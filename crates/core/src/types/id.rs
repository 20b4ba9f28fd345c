//! Newtype IDs for type-safe document references.
//!
//! Every stored document is keyed by a UUID assigned at insert time. The
//! `define_id!` macro wraps that UUID per entity so a `LayoutId` can never be
//! passed where a `UserId` is expected.

/// Macro to define a type-safe document ID wrapper.
///
/// Creates a newtype wrapper around [`uuid::Uuid`] with:
/// - `Serialize`/`Deserialize` with `#[serde(transparent)]` (hyphenated string on the wire)
/// - `Debug`, `Clone`, `Copy`, `PartialEq`, `Eq`, `Hash`
/// - Conversion methods: `new()`, `generate()`, `as_uuid()`
/// - `From<Uuid>` and `Into<Uuid>` implementations
///
/// # Example
///
/// ```rust
/// # use garden_planner_core::define_id;
/// define_id!(UserId);
/// define_id!(LayoutId);
///
/// let user_id = UserId::generate();
/// let layout_id = LayoutId::new(user_id.as_uuid());
///
/// // Same underlying value, different types:
/// // let _: UserId = layout_id;
/// assert_eq!(user_id.as_uuid(), layout_id.as_uuid());
/// ```
#[macro_export]
macro_rules! define_id {
    ($name:ident) => {
        #[derive(
            Debug,
            Clone,
            Copy,
            PartialEq,
            Eq,
            Hash,
            ::serde::Serialize,
            ::serde::Deserialize
        )]
        #[serde(transparent)]
        pub struct $name(::uuid::Uuid);

        impl $name {
            /// Wrap an existing UUID.
            #[must_use]
            pub const fn new(id: ::uuid::Uuid) -> Self {
                Self(id)
            }

            /// Generate a fresh random (v4) ID.
            #[must_use]
            pub fn generate() -> Self {
                Self(::uuid::Uuid::new_v4())
            }

            /// Get the underlying UUID.
            #[must_use]
            pub const fn as_uuid(&self) -> ::uuid::Uuid {
                self.0
            }
        }

        impl ::core::fmt::Display for $name {
            fn fmt(&self, f: &mut ::core::fmt::Formatter<'_>) -> ::core::fmt::Result {
                write!(f, "{}", self.0)
            }
        }

        impl From<::uuid::Uuid> for $name {
            fn from(id: ::uuid::Uuid) -> Self {
                Self(id)
            }
        }

        impl From<$name> for ::uuid::Uuid {
            fn from(id: $name) -> Self {
                id.0
            }
        }
    };
}

define_id!(UserId);
define_id!(LayoutId);
define_id!(CommentId);

#[cfg(test)]
#[allow(clippy::unwrap_used)]
mod tests {
    use super::*;

    #[test]
    fn test_id_serializes_as_plain_string() {
        let raw = uuid::Uuid::parse_str("6f1c1f5e-4b1c-4d7e-9f5a-2f7a3c8d9e01").unwrap();
        let id = UserId::new(raw);
        let json = serde_json::to_string(&id).unwrap();
        assert_eq!(json, "\"6f1c1f5e-4b1c-4d7e-9f5a-2f7a3c8d9e01\"");

        let back: UserId = serde_json::from_str(&json).unwrap();
        assert_eq!(back, id);
    }

    #[test]
    fn test_generated_ids_differ() {
        assert_ne!(LayoutId::generate(), LayoutId::generate());
    }

    #[test]
    fn test_display_matches_uuid() {
        let id = CommentId::generate();
        assert_eq!(id.to_string(), id.as_uuid().to_string());
    }
}
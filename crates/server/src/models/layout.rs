//! Saved garden layout document.

use garden_planner_core::{LayoutId, UserId};
use serde::{Deserialize, Serialize};

use super::{Entity, ValidationError, ensure_present};

/// A named arrangement of plant placements belonging to one user.
///
/// `grid` is stored as the client sent it; only its being an array is checked
/// (by the request type).
#[derive(Debug, Clone, PartialEq, Serialize, Deserialize)]
#[serde(rename_all = "camelCase")]
pub struct Layout {
    pub user_id: UserId,
    /// Owner's username at save time (denormalized).
    pub username: String,
    pub layout_name: String,
    pub grid: Vec<serde_json::Value>,
}

impl Entity for Layout {
    const COLLECTION: &'static str = "Layout";
    type Id = LayoutId;

    fn validate(&self) -> Result<(), ValidationError> {
        ensure_present(&self.username, "username")?;
        ensure_present(&self.layout_name, "layoutName")
    }
}

#[cfg(test)]
#[allow(clippy::unwrap_used)]
mod tests {
    use super::*;
    use serde_json::json;

    #[test]
    fn test_camel_case_fields() {
        let user_id = UserId::generate();
        let layout = Layout {
            user_id,
            username: "alice".into(),
            layout_name: "Spring beds".into(),
            grid: vec![json!({"row": 0, "col": 1, "plantId": "12"})],
        };
        let value = serde_json::to_value(&layout).unwrap();
        assert_eq!(value["userId"], json!(user_id.to_string()));
        assert_eq!(value["layoutName"], "Spring beds");
        assert_eq!(value["grid"][0]["plantId"], "12");
    }

    #[test]
    fn test_empty_grid_is_valid() {
        let layout = Layout {
            user_id: UserId::generate(),
            username: "alice".into(),
            layout_name: "Empty".into(),
            grid: Vec::new(),
        };
        assert!(layout.validate().is_ok());
    }

    #[test]
    fn test_missing_name_is_invalid() {
        let layout = Layout {
            user_id: UserId::generate(),
            username: "alice".into(),
            layout_name: String::new(),
            grid: Vec::new(),
        };
        assert_eq!(
            layout.validate(),
            Err(ValidationError::Required {
                field: "layoutName"
            })
        );
    }
}
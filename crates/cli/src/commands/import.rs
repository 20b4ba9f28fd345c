//! Catalog import command.
//!
//! Loads a JSON array export (for example from `mongoexport --jsonArray`) into
//! a catalog collection. Export metadata keys (`_id`, `__v`) are dropped; the
//! store assigns fresh IDs.
//!
//! # Usage
//!
//! ```bash
//! gp-cli import Roses roses.json
//! ```

use std::path::Path;

use garden_planner_server::db::Database;
use garden_planner_server::models::OWNED_COLLECTIONS;
use serde_json::{Map, Value};
use thiserror::Error;

use super::{CommandError, database_url};

/// Keys stripped from imported documents.
const EXPORT_METADATA_KEYS: &[&str] = &["_id", "__v"];

#[derive(Debug, Error)]
pub enum ImportError {
    #[error("`{0}` is managed by the server and cannot be imported into")]
    OwnedCollection(String),

    #[error("Failed to read {path}: {source}")]
    Io {
        path: String,
        source: std::io::Error,
    },

    #[error("Invalid JSON: {0}")]
    Json(#[from] serde_json::Error),

    #[error("Expected a JSON array of documents")]
    NotAnArray,

    #[error("Document {0} is not a JSON object")]
    NotAnObject(usize),

    #[error(transparent)]
    Command(#[from] CommandError),
}

impl From<garden_planner_server::db::StoreError> for ImportError {
    fn from(e: garden_planner_server::db::StoreError) -> Self {
        Self::Command(CommandError::Store(e))
    }
}

/// Import every document in `file` into `collection`. Returns the number of
/// documents inserted.
pub async fn run(collection: &str, file: &Path) -> Result<usize, ImportError> {
    if OWNED_COLLECTIONS.contains(&collection) {
        return Err(ImportError::OwnedCollection(collection.to_owned()));
    }

    let raw = std::fs::read_to_string(file).map_err(|source| ImportError::Io {
        path: file.display().to_string(),
        source,
    })?;
    let documents = prepare_documents(serde_json::from_str(&raw)?)?;

    let db = Database::connect(&database_url()?).await?;
    let target = db.collection(collection);
    let total = documents.len();
    for (i, document) in documents.into_iter().enumerate() {
        target.insert(document).await?;
        if (i + 1) % 500 == 0 {
            tracing::info!(imported = i + 1, total, "Importing...");
        }
    }
    db.close().await;

    tracing::info!(collection, total, "Import complete");
    Ok(total)
}

/// Split an exported array into document bodies, dropping export metadata.
fn prepare_documents(export: Value) -> Result<Vec<Map<String, Value>>, ImportError> {
    let Value::Array(items) = export else {
        return Err(ImportError::NotAnArray);
    };

    items
        .into_iter()
        .enumerate()
        .map(|(i, item)| match item {
            Value::Object(mut body) => {
                for key in EXPORT_METADATA_KEYS {
                    body.remove(*key);
                }
                Ok(body)
            }
            _ => Err(ImportError::NotAnObject(i)),
        })
        .collect()
}

#[cfg(test)]
#[allow(clippy::unwrap_used)]
mod tests {
    use super::*;
    use serde_json::json;

    #[test]
    fn test_prepare_strips_export_metadata() {
        let docs = prepare_documents(json!([
            {"_id": {"$oid": "65f0"}, "__v": 0, "commonName": "Rose"},
            {"commonName": "Tulip"},
        ]))
        .unwrap();

        assert_eq!(docs.len(), 2);
        assert_eq!(Value::Object(docs[0].clone()), json!({"commonName": "Rose"}));
        assert_eq!(Value::Object(docs[1].clone()), json!({"commonName": "Tulip"}));
    }

    #[test]
    fn test_prepare_rejects_non_objects() {
        let err = prepare_documents(json!([{"a": 1}, "b"])).unwrap_err();
        assert!(matches!(err, ImportError::NotAnObject(1)));
    }

    #[test]
    fn test_prepare_rejects_non_array() {
        let err = prepare_documents(json!({"commonName": "Rose"})).unwrap_err();
        assert!(matches!(err, ImportError::NotAnArray));
    }

    #[tokio::test]
    async fn test_owned_collections_are_refused() {
        let err = run("User", Path::new("does-not-matter.json"))
            .await
            .unwrap_err();
        assert!(matches!(err, ImportError::OwnedCollection(name) if name == "User"));
    }
}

—————

Every line from the one containing "#[tokio::test]" through the last line of the entries must be written out verbatim, and no other line.

■ **Output for this task**
    #[tokio::test]
    async fn test_owned_collections_are_refused() {
        let err = run("User", Path::new("does-not-matter.json"))
            .await
            .unwrap_err();
        assert!(matches!(err, ImportError::OwnedCollection(name) if name == "User"));
    }
}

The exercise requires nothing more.